→ **What this task involves**: Please restate each entry word for word.

[Records from a collection]
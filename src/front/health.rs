use log::error;
use ntex::web;

use crate::{
    api,
    front::{AppState, forms, middleware, session, utils},
};

#[web::get("")]
async fn get_health_view(
    web_session: session::WebAppSession,
    app_state: web::types::State<AppState>,
    cookie: ntex_session::Session,
    query: web::types::Query<forms::health::HealthQuery>,
) -> Result<impl web::Responder, web::Error> {
    let timeline = api::health::get_timeline(query.pet_id, &app_state.user_repo(&web_session))
        .await
        .unwrap_or_else(|e| {
            error!("health timeline couldnt be loaded: {e}");
            api::health::HealthTimeline::default()
        });

    let mut context = utils::page_context("health", &web_session, &cookie);
    context.insert("pets", &timeline.pets);
    context.insert("selected", &timeline.selected);
    context.insert("records", &timeline.records);

    utils::render_page("health.html", &context)
}

#[web::get("/{pet_id}/records")]
async fn get_pet_records(
    web_session: session::WebAppSession,
    app_state: web::types::State<AppState>,
    path: web::types::Path<(i64,)>,
) -> Result<impl web::Responder, web::Error> {
    let (pet_id,) = path.into_inner();

    let records = api::health::get_pet_records(pet_id, &app_state.user_repo(&web_session))
        .await
        .unwrap_or_else(|e| {
            error!("health records of pet {pet_id} couldnt be loaded: {e}");
            vec![]
        });

    let mut context = tera::Context::new();
    context.insert("pet_id", &pet_id);
    context.insert("records", &records);

    Ok(web::HttpResponse::Ok()
        .content_type("text/html; charset=utf-8")
        .body(utils::render_widget("widgets/health_records.html", &context)?))
}

#[web::post("/{pet_id}/records")]
async fn add_health_record(
    web_session: session::WebAppSession,
    _: middleware::csrf_token::CsrfToken,
    app_state: web::types::State<AppState>,
    path: web::types::Path<(i64,)>,
    form: web::types::Form<forms::health::HealthRecordForm>,
) -> Result<impl web::Responder, web::Error> {
    let (pet_id,) = path.into_inner();

    let repo = app_state.user_repo(&web_session);

    if let Err(e) = api::health::add_health_record(pet_id, form.into_inner().into(), &repo).await {
        error!("health record for pet {pet_id} couldnt be added: {e}");
        return Ok(utils::hx_error_response(&format!(
            "Error adding health record: {e}"
        )));
    }

    Ok(web::HttpResponse::Ok()
        .set_header("HX-Trigger", "healthRecordUpdated")
        .body(""))
}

→ **Exercise result**:
filename src/front/health.rs
use log::error;
use ntex::web;

use crate::{
    api,
    front::{AppState, forms, middleware, session, utils},
};

#[web::get("")]
async fn get_health_view(
    web_session: session::WebAppSession,
    app_state: web::types::State<AppState>,
    cookie: ntex_session::Session,
    query: web::types::Query<forms::health::HealthQuery>,
) -> Result<impl web::Responder, web::Error> {
    let timeline = api::health::get_timeline(query.pet_id, &app_state.user_repo(&web_session))
        .await
        .unwrap_or_else(|e| {
            error!("health timeline couldnt be loaded: {e}");
            api::health::HealthTimeline::default()
        });

    let mut context = utils::page_context("health", &web_session, &cookie);
    context.insert("pets", &timeline.pets);
    context.insert("selected", &timeline.selected);
    context.insert("records", &timeline.records);

    utils::render_page("health.html", &context)
}

#[web::get("/{pet_id}/records")]
async fn get_pet_records(
    web_session: session::WebAppSession,
    app_state: web::types::State<AppState>,
    path: web::types::Path<(i64,)>,
) -> Result<impl web::Responder, web::Error> {
    let (pet_id,) = path.into_inner();

    let records = api::health::get_pet_records(pet_id, &app_state.user_repo(&web_session))
        .await
        .unwrap_or_else(|e| {
            error!("health records of pet {pet_id} couldnt be loaded: {e}");
            vec![]
        });

    let mut context = tera::Context::new();
    context.insert("pet_id", &pet_id);
    context.insert("records", &records);

    Ok(web::HttpResponse::Ok()
        .content_type("text/html; charset=utf-8")
        .body(utils::render_widget("widgets/health_records.html", &context)?))
}

#[web::post("/{pet_id}/records")]
async fn add_health_record(
    web_session: session::WebAppSession,
    _: middleware::csrf_token::CsrfToken,
    app_state: web::types::State<AppState>,
    path: web::types::Path<(i64,)>,
    form: web::types::Form<forms::health::HealthRecordForm>,
) -> Result<impl web::Responder, web::Error> {
    let (pet_id,) = path.into_inner();

    let repo = app_state.user_repo(&web_session);

    if let Err(e) = api::health::add_health_record(pet_id, form.into_inner().into(), &repo).await {
        error!("health record for pet {pet_id} couldnt be added: {e}");
        return Ok(utils::hx_error_response(&format!(
            "Error adding health record: {e}"
        )));
    }

    Ok(web::HttpResponse::Ok()
        .set_header("HX-Trigger", "healthRecordUpdated")
        .body(""))
}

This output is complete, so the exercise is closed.